-------- RECORDS SHOWN --------

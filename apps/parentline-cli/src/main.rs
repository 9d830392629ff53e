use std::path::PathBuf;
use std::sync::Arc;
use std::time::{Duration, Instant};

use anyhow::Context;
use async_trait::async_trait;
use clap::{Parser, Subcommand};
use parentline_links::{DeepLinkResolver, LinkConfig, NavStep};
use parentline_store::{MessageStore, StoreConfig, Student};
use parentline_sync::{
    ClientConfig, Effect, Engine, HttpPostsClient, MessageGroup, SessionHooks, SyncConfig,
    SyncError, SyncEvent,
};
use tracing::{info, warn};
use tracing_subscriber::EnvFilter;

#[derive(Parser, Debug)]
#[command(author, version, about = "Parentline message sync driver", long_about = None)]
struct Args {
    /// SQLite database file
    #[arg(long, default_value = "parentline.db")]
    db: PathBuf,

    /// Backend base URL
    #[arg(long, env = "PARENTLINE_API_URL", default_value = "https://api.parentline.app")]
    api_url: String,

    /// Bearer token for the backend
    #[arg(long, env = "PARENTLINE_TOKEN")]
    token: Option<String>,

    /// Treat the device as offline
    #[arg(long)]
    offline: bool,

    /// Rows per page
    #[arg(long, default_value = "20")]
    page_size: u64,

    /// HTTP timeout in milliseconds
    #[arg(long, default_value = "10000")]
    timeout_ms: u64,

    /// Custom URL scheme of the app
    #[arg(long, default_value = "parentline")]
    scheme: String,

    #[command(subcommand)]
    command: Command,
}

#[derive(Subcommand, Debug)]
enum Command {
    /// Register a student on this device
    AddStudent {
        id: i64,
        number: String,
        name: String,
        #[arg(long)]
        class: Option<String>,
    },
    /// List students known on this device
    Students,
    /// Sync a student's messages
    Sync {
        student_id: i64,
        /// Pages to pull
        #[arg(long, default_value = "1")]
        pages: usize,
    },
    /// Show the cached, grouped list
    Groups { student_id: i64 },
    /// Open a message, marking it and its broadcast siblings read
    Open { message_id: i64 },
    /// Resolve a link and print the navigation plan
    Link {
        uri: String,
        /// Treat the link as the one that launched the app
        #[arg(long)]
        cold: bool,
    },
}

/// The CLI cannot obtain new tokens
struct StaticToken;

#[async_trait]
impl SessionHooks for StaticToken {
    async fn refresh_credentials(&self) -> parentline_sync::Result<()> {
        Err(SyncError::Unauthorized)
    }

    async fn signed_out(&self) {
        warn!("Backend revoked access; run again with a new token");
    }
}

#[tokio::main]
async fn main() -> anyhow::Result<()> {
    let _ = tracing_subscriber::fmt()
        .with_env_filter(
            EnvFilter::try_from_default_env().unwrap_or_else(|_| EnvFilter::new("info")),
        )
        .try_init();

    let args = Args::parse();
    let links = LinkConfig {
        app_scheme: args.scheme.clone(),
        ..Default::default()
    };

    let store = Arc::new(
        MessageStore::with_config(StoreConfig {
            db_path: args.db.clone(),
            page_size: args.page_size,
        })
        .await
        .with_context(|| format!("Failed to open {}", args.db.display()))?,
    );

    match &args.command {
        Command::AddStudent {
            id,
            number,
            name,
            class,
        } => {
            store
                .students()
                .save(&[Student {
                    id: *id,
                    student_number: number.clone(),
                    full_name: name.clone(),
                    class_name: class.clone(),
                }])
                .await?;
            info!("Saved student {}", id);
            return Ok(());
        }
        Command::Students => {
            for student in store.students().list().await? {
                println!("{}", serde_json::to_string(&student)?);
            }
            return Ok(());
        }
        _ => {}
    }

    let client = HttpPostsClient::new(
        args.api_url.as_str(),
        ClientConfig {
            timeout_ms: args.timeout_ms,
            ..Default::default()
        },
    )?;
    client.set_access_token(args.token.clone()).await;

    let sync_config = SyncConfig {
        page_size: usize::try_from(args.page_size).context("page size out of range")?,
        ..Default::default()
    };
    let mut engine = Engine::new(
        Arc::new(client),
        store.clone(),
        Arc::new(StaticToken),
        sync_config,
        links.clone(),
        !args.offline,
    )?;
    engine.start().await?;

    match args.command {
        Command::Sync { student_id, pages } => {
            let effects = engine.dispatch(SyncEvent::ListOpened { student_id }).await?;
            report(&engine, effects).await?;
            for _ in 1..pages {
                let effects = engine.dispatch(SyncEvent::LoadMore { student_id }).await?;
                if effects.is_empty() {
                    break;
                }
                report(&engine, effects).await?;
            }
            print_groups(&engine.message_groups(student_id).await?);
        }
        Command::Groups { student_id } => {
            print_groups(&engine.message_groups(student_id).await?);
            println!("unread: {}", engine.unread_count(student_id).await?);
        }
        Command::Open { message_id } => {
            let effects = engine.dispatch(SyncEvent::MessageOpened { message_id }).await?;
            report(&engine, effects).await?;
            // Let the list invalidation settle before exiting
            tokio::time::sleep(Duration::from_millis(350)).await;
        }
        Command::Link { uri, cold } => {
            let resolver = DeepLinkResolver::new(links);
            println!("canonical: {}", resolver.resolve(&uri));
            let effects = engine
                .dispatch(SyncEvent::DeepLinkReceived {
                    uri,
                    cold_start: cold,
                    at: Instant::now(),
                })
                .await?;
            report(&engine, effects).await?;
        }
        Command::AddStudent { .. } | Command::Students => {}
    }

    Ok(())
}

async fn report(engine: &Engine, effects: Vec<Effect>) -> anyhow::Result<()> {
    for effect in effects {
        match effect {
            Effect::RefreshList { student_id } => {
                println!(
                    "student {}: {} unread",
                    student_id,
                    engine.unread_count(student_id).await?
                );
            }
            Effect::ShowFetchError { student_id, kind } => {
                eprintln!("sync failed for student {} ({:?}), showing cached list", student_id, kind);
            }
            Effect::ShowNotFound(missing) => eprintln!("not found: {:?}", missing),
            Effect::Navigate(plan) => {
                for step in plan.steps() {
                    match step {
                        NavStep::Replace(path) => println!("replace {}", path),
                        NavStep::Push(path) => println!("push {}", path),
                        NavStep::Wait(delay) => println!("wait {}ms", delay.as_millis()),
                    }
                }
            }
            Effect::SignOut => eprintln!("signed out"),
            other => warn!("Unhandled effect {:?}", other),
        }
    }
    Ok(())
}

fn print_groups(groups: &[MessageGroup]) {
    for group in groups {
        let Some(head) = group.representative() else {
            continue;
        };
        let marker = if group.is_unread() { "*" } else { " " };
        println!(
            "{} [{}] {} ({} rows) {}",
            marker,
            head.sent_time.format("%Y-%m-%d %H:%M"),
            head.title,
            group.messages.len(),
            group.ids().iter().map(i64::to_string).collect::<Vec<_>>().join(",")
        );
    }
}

--------

**TASK**
Which lines above hold the string "self"? Show each of them.

**PROBLEM SOLUTION**
    async fn refresh_credentials(&self) -> parentline_sync::Result<()> {
    async fn signed_out(&self) {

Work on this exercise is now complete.